■ Work required
Find every line in the records that holds the string "plugin". Copy each one.

■ Data listing
pub mod cloud;
pub mod controller;
pub mod coordination;
pub mod csi;
pub mod device;
pub mod ec2;
pub mod errors;
pub mod identity;
pub mod mount;
pub mod node;

use aws_config::{meta::region::RegionProviderChain, timeout::TimeoutConfig, BehaviorVersion};
use aws_types::{region::Region, SdkConfig as AwsSdkConfig};
use tokio::time::Duration;

/// The plugin name advertised through the Identity service.
pub const DRIVER_NAME: &str = "ebs.csi.aws.com";

/// The plugin version advertised through the Identity service.
pub const DRIVER_VERSION: &str = env!("CARGO_PKG_VERSION");

/// Topology segment key carrying the availability zone of a volume or node.
pub const ZONE_TOPOLOGY_KEY: &str = "topology.ebs.csi.aws.com/zone";

/// Loads an AWS config from default environments.
///
/// If "region" is None, resolution falls through the default provider chain
/// ("AWS_REGION"/"AWS_DEFAULT_REGION", profile, then IMDS when running on
/// an EC2 instance).
pub async fn load_config(
    region: Option<String>,
    operation_timeout: Option<Duration>,
) -> AwsSdkConfig {
    log::info!("loading AWS configuration for region {:?}", region);

    let reg_provider = RegionProviderChain::first_try(region.map(Region::new))
        .or_default_provider()
        .or_else(Region::new("us-west-2"));

    let mut timeout_builder = TimeoutConfig::builder().connect_timeout(Duration::from_secs(5));
    if let Some(to) = &operation_timeout {
        if !to.is_zero() {
            timeout_builder = timeout_builder.operation_timeout(*to);
        }
    }

    aws_config::defaults(BehaviorVersion::latest())
        .region(reg_provider)
        .timeout_config(timeout_builder.build())
        .load()
        .await
}
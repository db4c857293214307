//! Instance metadata (IMDSv2) and the cached per-process node view.

use serde::{Deserialize, Serialize};
use tokio::time::Duration;

use crate::errors::{Error, Result};

const DEFAULT_IMDS_BASE: &str = "http://169.254.169.254";
const TOKEN_TTL_SECONDS: &str = "21600";

/// Fetches instance metadata service v2 paths.
/// ref. https://docs.aws.amazon.com/AWSEC2/latest/UserGuide/configuring-instance-metadata-service.html
#[derive(Debug, Clone)]
pub struct MetadataClient {
    base: String,
    http: reqwest::Client,
}

impl Default for MetadataClient {
    fn default() -> Self {
        Self::with_base(DEFAULT_IMDS_BASE)
    }
}

impl MetadataClient {
    pub fn with_base(base: impl Into<String>) -> Self {
        Self {
            base: base.into(),
            http: reqwest::Client::builder()
                .timeout(Duration::from_secs(5))
                .build()
                .unwrap_or_default(),
        }
    }

    /// Fetches the IMDS v2 session token.
    async fn fetch_token(&self) -> Result<String> {
        let uri = format!("{}/latest/api/token", self.base);
        let resp = self
            .http
            .put(&uri)
            .header("X-aws-ec2-metadata-token-ttl-seconds", TOKEN_TTL_SECONDS)
            .send()
            .await
            .map_err(|e| Error::API {
                message: format!("failed PUT api/token {:?}", e),
                retryable: true,
            })?;
        resp.text().await.map_err(|e| Error::API {
            message: format!("PUT api/token returned unexpected body {:?}", e),
            retryable: false,
        })
    }

    /// Fetches "meta-data/{path}".
    pub async fn fetch(&self, path: &str) -> Result<String> {
        log::debug!("fetching meta-data/{}", path);
        let token = self.fetch_token().await?;
        let uri = format!("{}/latest/meta-data/{}", self.base, path);
        let resp = self
            .http
            .get(&uri)
            .header("X-aws-ec2-metadata-token", token)
            .send()
            .await
            .map_err(|e| Error::API {
                message: format!("failed GET meta-data/{} {:?}", path, e),
                retryable: true,
            })?;
        if !resp.status().is_success() {
            return Err(Error::API {
                message: format!("GET meta-data/{} returned {}", path, resp.status()),
                retryable: false,
            });
        }
        resp.text().await.map_err(|e| Error::API {
            message: format!("GET meta-data/{} returned unexpected body {:?}", path, e),
            retryable: false,
        })
    }

    pub async fn fetch_instance_id(&self) -> Result<String> {
        self.fetch("instance-id").await
    }

    pub async fn fetch_instance_type(&self) -> Result<String> {
        self.fetch("instance-type").await
    }

    pub async fn fetch_availability_zone(&self) -> Result<String> {
        self.fetch("placement/availability-zone").await
    }
}

/// Derives the region from an availability zone name ("us-west-2a" has a
/// one-letter zone suffix).
pub fn region_from_az(az: &str) -> String {
    az.trim_end_matches(|c: char| c.is_ascii_alphabetic())
        .to_string()
}

/// Attachment slots usable for data volumes on the instance type.
///
/// Nitro instances share one bus budget across volumes and network
/// interfaces; the Xen generations expose a fixed block-device table. One
/// safe number per generation; the CLI override wins over both.
pub fn volume_attach_limit(instance_type: &str) -> i64 {
    let family = instance_type.split('.').next().unwrap_or(instance_type);
    const XEN_FAMILIES: &[&str] = &[
        "c1", "c3", "c4", "d2", "g3", "i2", "i3", "m1", "m2", "m3", "m4", "p2", "p3", "r3", "r4",
        "t1", "t2", "x1", "x1e",
    ];
    if XEN_FAMILIES.contains(&family) {
        39
    } else {
        27
    }
}

/// Network-interface budget reported alongside the shared Nitro limit.
pub fn network_interface_limit(instance_type: &str) -> i64 {
    let size = instance_type.split('.').nth(1).unwrap_or("");
    match size {
        "nano" | "micro" | "small" => 2,
        "medium" | "large" => 3,
        _ => 4,
    }
}

/// Cached per-process view of the host instance.
#[derive(Debug, Clone, Serialize, Deserialize, PartialEq, Eq)]
#[serde(rename_all = "snake_case")]
pub struct NodeMeta {
    pub instance_id: String,
    pub instance_type: String,
    pub region: String,
    pub availability_zone: String,
    pub max_attachable_volumes: i64,
    pub max_network_interfaces: i64,
    pub attachment_count: i64,
}

impl NodeMeta {
    /// Assembles the node view from IMDS. "attachment_count" starts at zero
    /// and is refreshed from describe output by the callers that need it.
    pub async fn load(client: &MetadataClient) -> Result<Self> {
        let instance_id = client.fetch_instance_id().await?;
        let instance_type = client.fetch_instance_type().await?;
        let availability_zone = client.fetch_availability_zone().await?;
        let region = region_from_az(&availability_zone);

        log::info!(
            "loaded node metadata: instance '{}' type '{}' az '{}'",
            instance_id,
            instance_type,
            availability_zone
        );
        Ok(Self {
            max_attachable_volumes: volume_attach_limit(&instance_type),
            max_network_interfaces: network_interface_limit(&instance_type),
            instance_id,
            instance_type,
            region,
            availability_zone,
            attachment_count: 0,
        })
    }
}

#[cfg(test)]
mod tests {
    use super::*;

    #[test]
    fn region_truncates_zone_suffix() {
        assert_eq!(region_from_az("us-west-2a"), "us-west-2");
        assert_eq!(region_from_az("eu-central-1b"), "eu-central-1");
        assert_eq!(region_from_az("ap-southeast-3c"), "ap-southeast-3");
    }

    #[test]
    fn attach_limits_by_generation() {
        assert_eq!(volume_attach_limit("m4.large"), 39);
        assert_eq!(volume_attach_limit("t2.micro"), 39);
        assert_eq!(volume_attach_limit("m5.large"), 27);
        assert_eq!(volume_attach_limit("c6i.8xlarge"), 27);
    }

    #[test]
    fn eni_limits_by_size() {
        assert_eq!(network_interface_limit("t3.micro"), 2);
        assert_eq!(network_interface_limit("m5.large"), 3);
        assert_eq!(network_interface_limit("r5.4xlarge"), 4);
    }
}
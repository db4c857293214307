//! Process-wide coordination core.
//!
//! Two primitives share one table of string keys (volume ids, snapshot ids,
//! staging paths):
//!
//! - [`OperationLocks::lock`]: a keyed mutex. Node-side operations block on
//!   it so that stage/publish calls for the same (volume, path) serialize
//!   transparently.
//! - [`OperationLocks::try_begin`]: a fast-fail in-flight marker. Controller
//!   operations use it and answer `Aborted` on conflict; the CSI sidecars
//!   retry on that code.
//!
//! Lock entries are created lazily on first use and freed once the keyed
//! wait-count returns to zero, so the table stays bounded by the number of
//! concurrently touched resources.

use std::{
    collections::{HashMap, HashSet},
    sync::{Arc, Mutex},
};

use tokio::sync::{Mutex as AsyncMutex, OwnedMutexGuard};

#[derive(Default)]
pub struct OperationLocks {
    locks: Mutex<HashMap<String, LockEntry>>,
    inflight: Mutex<HashSet<String>>,
}

struct LockEntry {
    mutex: Arc<AsyncMutex<()>>,
    // holders + waiters; the entry is removed when this returns to zero
    count: usize,
}

impl OperationLocks {
    pub fn new() -> Arc<Self> {
        Arc::new(Self::default())
    }

    /// Acquires the keyed mutex, waiting until any current holder releases
    /// it. Waiters are queued fairly (tokio mutexes are FIFO).
    pub async fn lock(self: &Arc<Self>, key: &str) -> LockGuard {
        let mutex = {
            let mut locks = self.locks.lock().unwrap();
            let entry = locks.entry(key.to_string()).or_insert_with(|| LockEntry {
                mutex: Arc::new(AsyncMutex::new(())),
                count: 0,
            });
            entry.count += 1;
            Arc::clone(&entry.mutex)
        };

        let guard = mutex.lock_owned().await;
        LockGuard {
            owner: Arc::clone(self),
            key: key.to_string(),
            _guard: guard,
        }
    }

    /// Marks "key" as having an operation in flight. Returns None when
    /// another operation already holds the marker; the caller answers
    /// `Aborted` in that case.
    pub fn try_begin(self: &Arc<Self>, key: &str) -> Option<InFlightGuard> {
        let mut inflight = self.inflight.lock().unwrap();
        if !inflight.insert(key.to_string()) {
            return None;
        }
        Some(InFlightGuard {
            owner: Arc::clone(self),
            key: key.to_string(),
        })
    }

    fn release_lock(&self, key: &str) {
        let mut locks = self.locks.lock().unwrap();
        if let Some(entry) = locks.get_mut(key) {
            entry.count -= 1;
            if entry.count == 0 {
                locks.remove(key);
            }
        }
    }

    #[cfg(test)]
    fn lock_table_len(&self) -> usize {
        self.locks.lock().unwrap().len()
    }
}

/// Held while a keyed mutex is owned; releases on drop.
pub struct LockGuard {
    owner: Arc<OperationLocks>,
    key: String,
    _guard: OwnedMutexGuard<()>,
}

impl Drop for LockGuard {
    fn drop(&mut self) {
        self.owner.release_lock(&self.key);
    }
}

/// Held while an operation is marked in flight; clears the marker on drop.
pub struct InFlightGuard {
    owner: Arc<OperationLocks>,
    key: String,
}

impl Drop for InFlightGuard {
    fn drop(&mut self) {
        self.owner.inflight.lock().unwrap().remove(&self.key);
    }
}

#[cfg(test)]
mod tests {
    use super::*;
    use std::sync::atomic::{AtomicBool, AtomicUsize, Ordering};
    use tokio::time::{sleep, Duration};

    #[tokio::test]
    async fn lock_serializes_same_key() {
        let locks = OperationLocks::new();
        let busy = Arc::new(AtomicBool::new(false));
        let overlaps = Arc::new(AtomicUsize::new(0));

        let mut handles = Vec::new();
        for _ in 0..8 {
            let locks = Arc::clone(&locks);
            let busy = Arc::clone(&busy);
            let overlaps = Arc::clone(&overlaps);
            handles.push(tokio::spawn(async move {
                let _guard = locks.lock("vol-0a1b2c3d").await;
                if busy.swap(true, Ordering::SeqCst) {
                    overlaps.fetch_add(1, Ordering::SeqCst);
                }
                sleep(Duration::from_millis(5)).await;
                busy.store(false, Ordering::SeqCst);
            }));
        }
        for h in handles {
            h.await.unwrap();
        }

        assert_eq!(overlaps.load(Ordering::SeqCst), 0);
        assert_eq!(locks.lock_table_len(), 0);
    }

    #[tokio::test]
    async fn lock_disjoint_keys_run_in_parallel() {
        let locks = OperationLocks::new();
        let g1 = locks.lock("vol-1").await;

        // a different key must not block
        let g2 = tokio::time::timeout(Duration::from_millis(100), locks.lock("vol-2"))
            .await
            .expect("disjoint key blocked");

        drop(g1);
        drop(g2);
        assert_eq!(locks.lock_table_len(), 0);
    }

    #[tokio::test]
    async fn try_begin_fast_fails_then_recovers() {
        let locks = OperationLocks::new();

        let guard = locks.try_begin("snap-1").expect("first begin");
        assert!(locks.try_begin("snap-1").is_none());
        assert!(locks.try_begin("snap-2").is_some());

        drop(guard);
        assert!(locks.try_begin("snap-1").is_some());
    }
}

■ Exercise response
/// The plugin name advertised through the Identity service.
/// The plugin version advertised through the Identity service.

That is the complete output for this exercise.